TARRYTOWN, N.Y. -- Sherry Saturno's six-year experience working with the chronically ill in nursing homes has inspired her research in health care solutions and a recently-awarded Social Work Leadership in Palliative and End of Life Care Fellowship at New York University will help move her vision forward.
Saturno, a Tarrytown resident who works as a New York program director for Beacon Health Strategies, will be researching health-care solutions and services for the elderly and chronically ill through 2015.
"I was motivated to research end-of-life care and chronic illness from having worked in nursing homes," Saturno said. "Speaking with and learning from the residents there on a daily basis was a remarkable experience. I saw the absolute best in people - family members, residents, nurses, and physicians. These residents were living with dying, and yet so many of them were full of life, humor, and good will. They were inspirational and I would like to share their stories to help others in similar situations."
Saturno was named the Social Worker of the Year in 2012 for the State of New York by the National Association of Social Workers, as well as a Rising Star by the Business Council of Westchester for her work in health care. She said the growing number of elderly living with chronic illness is a major health-care challenge,
"It is estimated that four out of five older adults are living with a chronic illness," Saturno said. "With a longer life expectancy and improvements in medical care, many Americans will face a chronic illness at some point in their lives. These conditions may include diabetes, high blood pressure, and cancer. The impact for elders living with a chronic illness includes higher rates of hospitalization, frequent trips to the emergency room, as well as difficulty with activities of daily living."
Saturno was raised in the Hudson Valley and has earned master's degrees from Columbia University School of Social Work and Long Island University School of Management and Public Service. She is certified as a project manager through Stanford University, and completed Boston University's Center for Aging, Disability Education, and Research Foundation in Aging Certification. She is also a licensed clinical social worker and completed the courses and fieldwork required to become eligible to take the nursing-home administrator licensing exam.
Saturno said many chronically ill seniors find getting out of bed and climbing down the stairs impossible and the of lack medical insurance or gaps in the coverage make home care difficult to afford.

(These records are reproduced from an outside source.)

// src/resolve.rs
//! Field resolver: one raw record in, one canonical view out.
//!
//! Every function here is total. Missing keys, wrong types and malformed
//! summary JSON all land on a documented default. Nothing is cached; a
//! [`ResolvedArticle`] is rebuilt whenever it is needed.
//!
//! Precedence chains (first non-empty value wins):
//!
//! | field              | chain                                                                   |
//! |--------------------|-------------------------------------------------------------------------|
//! | category           | `summary.category` → `category` → caller default                        |
//! | sentiment          | `summary.sentiment` → `sentiment` → `"Neutral"`                          |
//! | fact-check status  | report `status` → `summary.fact_check_results.status` → bare string → `"unverified"` |
//! | fact-check sources | `summary.fact_check.sources` → `summary.fact_check_results.sources` → `fact_check_sources` |
//! | entities           | `summary.extras.entities` → `summary.entities` → `entities`              |

use serde::Serialize;
use serde_json::Value;

use crate::domain::capitalize;
use crate::record::{
    non_empty, CoverageMatch, FactCheckField, FactCheckSource, RawArticleRecord, SummaryField,
    SummaryPayload,
};
use crate::summary_text;

pub const DEFAULT_SENTIMENT: &str = "Neutral";
pub const DEFAULT_FACT_CHECK_STATUS: &str = "unverified";
pub const UNKNOWN_SOURCE: &str = "Unknown Source";
pub const MISSING_URL: &str = "#";

/// The dashboard table and the article page disagree on the category fallback;
/// both are kept.
#[derive(Debug, Clone, Copy, PartialEq, Eq, Default)]
pub enum CategoryDefault {
    /// `"Unknown"`, used by the dashboard table and charts.
    #[default]
    Dashboard,
    /// `"Other"`, used by the article detail page.
    Detail,
}

impl CategoryDefault {
    pub fn label(self) -> &'static str {
        match self {
            CategoryDefault::Dashboard => "Unknown",
            CategoryDefault::Detail => "Other",
        }
    }
}

/// Summary rule per caller. The table shows only analysis text; the article
/// page falls back through raw fields and the body.
#[derive(Debug, Clone, Copy, PartialEq, Eq, Default)]
pub enum SummaryDefault {
    /// `summary_text` → `summary` → `"No summary available."`.
    #[default]
    Dashboard,
    /// Tiered chain ending in `"Summary not available for this article."`.
    Detail,
}

impl From<CategoryDefault> for SummaryDefault {
    fn from(c: CategoryDefault) -> Self {
        match c {
            CategoryDefault::Dashboard => SummaryDefault::Dashboard,
            CategoryDefault::Detail => SummaryDefault::Detail,
        }
    }
}

/// Media region of a coverage match.
#[derive(Debug, Clone, Copy, PartialEq, Eq)]
pub enum CoverageSide {
    Bangladeshi,
    International,
}

impl CoverageSide {
    fn is_bangladeshi_country(country: &str) -> bool {
        let c = country.to_lowercase();
        c == "bd" || c == "bangladesh"
    }

    /// Which bucket a fact-check source with this `source_country` falls into.
    /// Sources without a country are in neither.
    pub fn of_country(country: Option<&str>) -> Option<Self> {
        match country {
            Some(c) if !c.is_empty() => Some(if Self::is_bangladeshi_country(c) {
                CoverageSide::Bangladeshi
            } else {
                CoverageSide::International
            }),
            _ => None,
        }
    }
}

/// Canonical view of a raw record.
#[derive(Debug, Clone, PartialEq, Serialize)]
#[serde(rename_all = "camelCase")]
pub struct ResolvedArticle {
    pub category: String,
    pub sentiment: String,
    pub fact_check_status: String,
    pub summary_text: String,
    pub entities: Vec<String>,
    pub fact_check_sources: Vec<FactCheckSource>,
    pub bangladeshi_matches: Vec<CoverageMatch>,
    pub international_matches: Vec<CoverageMatch>,
}

impl ResolvedArticle {
    pub fn from_record(record: &RawArticleRecord, category_default: CategoryDefault) -> Self {
        Self {
            category: resolve_category(record, category_default),
            sentiment: resolve_sentiment(record),
            fact_check_status: resolve_fact_check_status(record),
            summary_text: resolve_summary_text(record, category_default.into()),
            entities: resolve_entities(record),
            fact_check_sources: resolve_fact_check_sources(record),
            bangladeshi_matches: resolve_matches(record, CoverageSide::Bangladeshi),
            international_matches: resolve_matches(record, CoverageSide::International),
        }
    }

    pub fn is_covered(&self) -> bool {
        !self.bangladeshi_matches.is_empty() || !self.international_matches.is_empty()
    }
}

/// The analysis payload of a record. Malformed JSON yields an empty payload.
pub fn parse_summary(record: &RawArticleRecord) -> SummaryPayload {
    match &record.summary {
        SummaryField::Parsed(p) => (**p).clone(),
        SummaryField::Encoded(s) => serde_json::from_str::<Value>(s)
            .ok()
            .filter(Value::is_object)
            .and_then(|v| serde_json::from_value(v).ok())
            .unwrap_or_default(),
        SummaryField::Absent => SummaryPayload::default(),
    }
}

pub fn resolve_category(record: &RawArticleRecord, default: CategoryDefault) -> String {
    let summary = parse_summary(record);
    let raw = non_empty(&summary.category)
        .or_else(|| non_empty(&record.category))
        .unwrap_or(default.label());
    capitalize(raw)
}

pub fn resolve_sentiment(record: &RawArticleRecord) -> String {
    let summary = parse_summary(record);
    let raw = non_empty(&summary.sentiment)
        .or_else(|| non_empty(&record.sentiment))
        .unwrap_or(DEFAULT_SENTIMENT);
    capitalize(raw)
}

/// Lower-cased fact-check verdict bridging both analysis schemas.
pub fn resolve_fact_check_status(record: &RawArticleRecord) -> String {
    let summary = parse_summary(record);
    let fact_check = summary.fact_check.as_ref().or(record.fact_check.as_ref());

    if let Some(status) = fact_check
        .and_then(FactCheckField::report)
        .and_then(|r| non_empty(&r.status))
    {
        return status.to_lowercase();
    }
    if let Some(status) = summary
        .fact_check_results
        .as_ref()
        .and_then(|r| non_empty(&r.status))
    {
        return status.to_lowercase();
    }
    if let Some(FactCheckField::Bare(s)) = fact_check {
        if !s.is_empty() {
            return s.to_lowercase();
        }
    }
    DEFAULT_FACT_CHECK_STATUS.to_string()
}

pub fn resolve_summary_text(record: &RawArticleRecord, rule: SummaryDefault) -> String {
    let summary = parse_summary(record);
    match rule {
        SummaryDefault::Dashboard => summary_text::resolve_short(&summary),
        SummaryDefault::Detail => summary_text::resolve(record, &summary),
    }
}

pub fn resolve_fact_check_sources(record: &RawArticleRecord) -> Vec<FactCheckSource> {
    let summary = parse_summary(record);
    summary
        .fact_check
        .as_ref()
        .and_then(FactCheckField::report)
        .and_then(|r| r.sources.clone())
        .or_else(|| {
            summary
                .fact_check_results
                .as_ref()
                .and_then(|r| r.sources.clone())
        })
        .or_else(|| record.fact_check_sources.clone())
        .unwrap_or_default()
}

pub fn resolve_entities(record: &RawArticleRecord) -> Vec<String> {
    let summary = parse_summary(record);
    summary
        .extras
        .and_then(|e| e.entities)
        .or(summary.entities)
        .or_else(|| record.entities.clone())
        .unwrap_or_default()
}

/// Backend-supplied matches for `side`, or matches derived from the
/// fact-check sources when the backend sent none.
pub fn resolve_matches(record: &RawArticleRecord, side: CoverageSide) -> Vec<CoverageMatch> {
    let supplied = match side {
        CoverageSide::Bangladeshi => record.bangladeshi_matches.as_ref(),
        CoverageSide::International => record.international_matches.as_ref(),
    };
    if let Some(m) = supplied.filter(|m| !m.is_empty()) {
        return m.clone();
    }

    resolve_fact_check_sources(record)
        .into_iter()
        .filter(|s| CoverageSide::of_country(s.source_country.as_deref()) == Some(side))
        .map(|s| {
            let name = non_empty(&s.source_name).unwrap_or(UNKNOWN_SOURCE);
            CoverageMatch {
                title: name.to_string(),
                source: name.to_string(),
                url: non_empty(&s.source_url).unwrap_or(MISSING_URL).to_string(),
            }
        })
        .collect()
}

/// Covered by at least one Bangladeshi or international outlet.
pub fn is_covered(record: &RawArticleRecord) -> bool {
    !resolve_matches(record, CoverageSide::Bangladeshi).is_empty()
        || !resolve_matches(record, CoverageSide::International).is_empty()
}

/// Opaque `summary.gemma_sources` list, passed through for display.
pub fn gemma_sources(record: &RawArticleRecord) -> Vec<Value> {
    parse_summary(record).gemma_sources.unwrap_or_default()
}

"(The elderly) may not be able to live independently, but cannot afford a home health aide to assist them in their own home," Saturno said. "Families may struggle with how to best approach end of life planning. It is a difficult conversation, but the best time to plan is while you are still healthy. This way you are taking control of your own medical treatment, and the planning will respect your own values."
Saturno's passion to help the elderly achieve a better quality of life in their health care and end-of-life planning brings knowledge necessary to every family facing their personal challenges. She suggests Advance Directives - instructions letting others know what type of care you would like to receive if you become seriously ill or are dying. These include a Health Care Proxy, a Living Will, and Do Not Resuscitate (DNR) documentation."
"Families may struggle with how to best approach end of life planning," she said. "It is a difficult conversation, but the best time to plan is while you are still healthy. This way you are taking control of your own medical treatment, and the planning will respect your own values. Your family and those closest to you will have comfort in that they are honoring your wishes. There is no right or wrong plan, only what is right for you."